I have my very own Mommie to thank for this gift! I’ll never be able to repay her as it is priceless to me. We plan on leaving and NOT telling Todd so he would be surprised for his birthday – and boy, was he was so surprised! I worked it out with his boss, Linda, that we would meet him at the store. (Thank you Linda for your awesome gift of TIME with him!)
Listening to him, it has been an awful week. I had spoken with him many time, even past midnight my time because things seemed to be going from bad to worse. First year of college blues wasn’t helping either of us. He told me many times, “I just want to come home.” I wanted to tell him it was going to be ok, because I knew I was coming to see him in that week. I wanted to leave before I was scheduled to, just so that I could hug him and tell him it’s all going to work out. Even though he was turning 19, he was still my baby and I wanted to help him through this rough time.
It’s time to surprise him. Knowing he received my facebook status’s to his phone, I entered the mall and updated my status to say “walking around the mall”. He didn’t know I was walking around the mall he was working at in ARKANSAS. It couldn’t have been MORE perfect!
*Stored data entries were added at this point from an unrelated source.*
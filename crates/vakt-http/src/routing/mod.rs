//! Hardened route matching
//!
//! The strict pattern grammar lives in [`pattern`]; [`codec`] defines the
//! reversible delimiter rewriting; [`safe`] combines the two so untrusted
//! pattern text can never crash compilation; [`router`] is the dispatch
//! table built on top.

pub mod codec;
pub mod pattern;
pub mod router;
pub mod safe;

pub use pattern::{PathSegment, RoutePattern, RoutePatternError};
pub use router::{RouteMatch, Router};
pub use safe::{might_cause_issue, SafePattern};
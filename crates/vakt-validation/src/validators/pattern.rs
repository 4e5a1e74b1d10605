//! Regular-expression pattern validator

use crate::error::{ValidationError, ValidationResult};
use crate::traits::ValidationRule;
use async_trait::async_trait;
use regex::Regex;
use serde_json::Value;

/// Validator matching string values against a regular expression
#[derive(Debug, Clone)]
pub struct PatternValidator {
    pattern: Regex,
    /// Custom error message
    pub message: Option<String>,
}

impl PatternValidator {
    pub fn new(pattern: &str) -> Result<Self, regex::Error> {
        Ok(Self {
            pattern: Regex::new(pattern)?,
            message: None,
        })
    }

    pub fn from_regex(regex: Regex) -> Self {
        Self {
            pattern: regex,
            message: None,
        }
    }

    /// Set custom error message
    pub fn message(mut self, message: impl Into<String>) -> Self {
        self.message = Some(message.into());
        self
    }

    pub fn pattern_string(&self) -> &str {
        self.pattern.as_str()
    }

    /// Alphanumeric strings only
    pub fn alphanumeric() -> Self {
        Self::new(r"^[a-zA-Z0-9]+$")
            .expect("alphanumeric pattern is valid")
            .message("Must contain only letters and numbers")
    }

    /// URL-safe slugs (lowercase, digits, dashes)
    pub fn slug() -> Self {
        Self::new(r"^[a-z0-9]+(?:-[a-z0-9]+)*$")
            .expect("slug pattern is valid")
            .message("Must be a lowercase slug")
    }
}

#[async_trait]
impl ValidationRule for PatternValidator {
    async fn validate(&self, value: &Value, field: &str) -> ValidationResult<()> {
        if value.is_null() {
            return Ok(());
        }

        let text = match value.as_str() {
            Some(text) => text,
            None => {
                return Err(ValidationError::with_code(
                    field,
                    format!("{} must be a string for pattern validation", field),
                    "invalid_type",
                )
                .into());
            }
        };

        if !self.pattern.is_match(text) {
            let message = self
                .message
                .clone()
                .unwrap_or_else(|| format!("{} does not match the required pattern", field));
            return Err(ValidationError::with_code(field, message, "pattern_mismatch").into());
        }

        Ok(())
    }

    fn rule_name(&self) -> &'static str {
        "pattern"
    }
}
He was turning around to do something as we were walking into the store! He had no idea we were coming. The shock, surprise and happiness were all evident as the emotions swept over his heart! The best gift of all – the HUG!! I love hugs and am unashamedly a “hugger”. I love real, two armed hugs!! The hug he gave me – priceless!
So, I’m floating through this amazing weekend. Trying to pry my babies out of bed now, so that we can just enjoy the day together. But, I could not resist taking a moment and saying – Happy Birthday Todd. Isn’t it just the greatest thing to have such an amazing gift of time?! Yes. I believe it is. Oh, one more thing. You, the readers of this blog, will allow me to indulge and express my complete adoration for my son..right? [nodding, sure you will – and I thank you]
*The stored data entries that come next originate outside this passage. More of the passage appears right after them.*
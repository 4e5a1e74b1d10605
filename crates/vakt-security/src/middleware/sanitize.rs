//! Deep payload sanitizer
//!
//! Recursively walks the request's body, query and route params,
//! neutralizing script-injection content in every string leaf with an
//! allow-nothing policy: script blocks go first (content included), then
//! any remaining markup, event-handler attributes and `javascript:`
//! URIs. Cleaned strings are trimmed; strings that end up empty become
//! explicit nulls when configured. Non-string leaves pass through
//! untouched, and keys are never rewritten.

use once_cell::sync::Lazy;
use regex::Regex;
use serde_json::{Map, Value};

use vakt_http::middleware::{Middleware, Next, NextFuture};
use vakt_http::request::validation::Source;
use vakt_http::request::Request;

use crate::config::SanitizeConfig;

// Script blocks are removed with their content; a dangling open or
// close tag is removed as well.
static SCRIPT_BLOCK: Lazy<Regex> =
    Lazy::new(|| Regex::new(r"(?is)<script[^>]*>.*?</script>").expect("script pattern is valid"));
static SCRIPT_TAG: Lazy<Regex> =
    Lazy::new(|| Regex::new(r"(?i)</?script[^>]*>").expect("script tag pattern is valid"));
static EVENT_HANDLER: Lazy<Regex> = Lazy::new(|| {
    Regex::new(r#"(?i)\bon\w+\s*=\s*(?:"[^"]*"|'[^']*'|[^\s>]+)"#)
        .expect("event handler pattern is valid")
});
static JAVASCRIPT_URI: Lazy<Regex> =
    Lazy::new(|| Regex::new(r"(?i)javascript\s*:").expect("javascript uri pattern is valid"));
static MARKUP_TAG: Lazy<Regex> =
    Lazy::new(|| Regex::new(r"<[^>]*>").expect("markup pattern is valid"));

/// Strip injection content from one string
pub fn sanitize_text(text: &str, config: &SanitizeConfig) -> Value {
    let mut cleaned = SCRIPT_BLOCK.replace_all(text, "").into_owned();
    cleaned = SCRIPT_TAG.replace_all(&cleaned, "").into_owned();
    cleaned = EVENT_HANDLER.replace_all(&cleaned, "").into_owned();
    cleaned = MARKUP_TAG.replace_all(&cleaned, "").into_owned();
    cleaned = JAVASCRIPT_URI.replace_all(&cleaned, "").into_owned();

    let trimmed = cleaned.trim();
    if trimmed.is_empty() && config.empty_string_to_null {
        Value::Null
    } else {
        Value::String(trimmed.to_string())
    }
}

fn sanitize_at_depth(value: &Value, config: &SanitizeConfig, depth: usize) -> Value {
    // Past the cap the value is an opaque leaf: strings still get
    // cleaned, structure passes through rather than risking unbounded
    // recursion.
    if depth >= config.max_depth {
        return match value {
            Value::String(text) => sanitize_text(text, config),
            other => other.clone(),
        };
    }

    match value {
        Value::String(text) => sanitize_text(text, config),
        Value::Array(items) => Value::Array(
            items
                .iter()
                .map(|item| sanitize_at_depth(item, config, depth + 1))
                .collect(),
        ),
        Value::Object(map) => {
            let mut out = Map::with_capacity(map.len());
            for (key, item) in map {
                // Values only; keys are identifiers, not content.
                out.insert(key.clone(), sanitize_at_depth(item, config, depth + 1));
            }
            Value::Object(out)
        }
        other => other.clone(),
    }
}

/// Recursively sanitize a JSON value. Never fails; unexpected shapes
/// pass through as-is.
pub fn sanitize_value(value: &Value, config: &SanitizeConfig) -> Value {
    sanitize_at_depth(value, config, 0)
}

/// Pipeline stage applying the sanitizer to all three request sources
/// before any validator or handler sees them.
#[derive(Debug, Clone, Default)]
pub struct SanitizeMiddleware {
    config: SanitizeConfig,
}

impl SanitizeMiddleware {
    pub fn new(config: SanitizeConfig) -> Self {
        Self { config }
    }

    pub fn with_defaults() -> Self {
        Self::default()
    }
}

impl Middleware for SanitizeMiddleware {
    fn handle(&self, mut request: Request, next: Next) -> NextFuture<'static> {
        let config = self.config.clone();
        Box::pin(async move {
            for source in [Source::Body, Source::Query, Source::Params] {
                let cleaned = sanitize_value(request.source(source), &config);
                request.set_source(source, cleaned);
            }
            next.run(request).await
        })
    }

    fn name(&self) -> &'static str {
        "SanitizeMiddleware"
    }
}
As you lay sleeping and snoring, you are also doing something else. Warming my heart! I have been watching you for hours now, so very thankful for this gift of time with you. You remember when you use to jump up in the mornings and get ready for school as quick as you could, then lay back down with me until the actual time to get up? You’d always hold my hand. I love that. I love how you are fun, how you love to laugh and how wonderful you make us feel when we are around you. I love remembering the little boy that you were, running around in your cowboy boots and diaper only, helping yourself to the last drink of mountain dew and saying “Thanks mommie for sharing with me”…and I love seeing the fine young man that you are growing into today. I love that you still hug and kiss me in public. That is a huge honor!! I’m so proud of you! So proud of the Christian path you are choosing. Choosing because you want to, not because it’s what I taught you to do. So proud of how you are seeking God’s will for your life. No matter where God’s will leads you, you’ll be the happiest and have the most JOY, right in the center, as HE will provide a way for you to walk the course He has set for you. I pray you keep seeking God’s perfect will for yourself, keep putting one foot in front of the other…step by step, day by day – one problem at a time, one pleasure at a time. Always remember the little things, they truly are the biggest, bestest things ever! I sure do love you son. I simply can not find the words that will express my love and gratitude to the depth that I feel them in my heart.
Love forever and always,
To my very own wonderful Mommie….thank you!! I can only hope to grow up to be half as wonderful as you are!! I love you!
What are the desires you are longing for? Is your heart heavy because you are missing a child in college? Missing a child in the military – or something I can not imagine….are you missing a child, who is in heaven?
We have so many desires of our hearts don’t we? Let’s take them one at a time. Working towards our goals and desires if we can. If we can’t, working with what we have to meet the desires the best we can…just as I had thought I would have to, using skype, cellphone, email and texting. To tell you the truth, had I not been able to visit with Todd, I would have probably contacted him using each one of those means.
Keep plugging away at your dreams and desires. You never know – you simply never know.
You are awake now! Time to get ready for a wonderful day! Love you Todd. I sure do love you lots n bunches!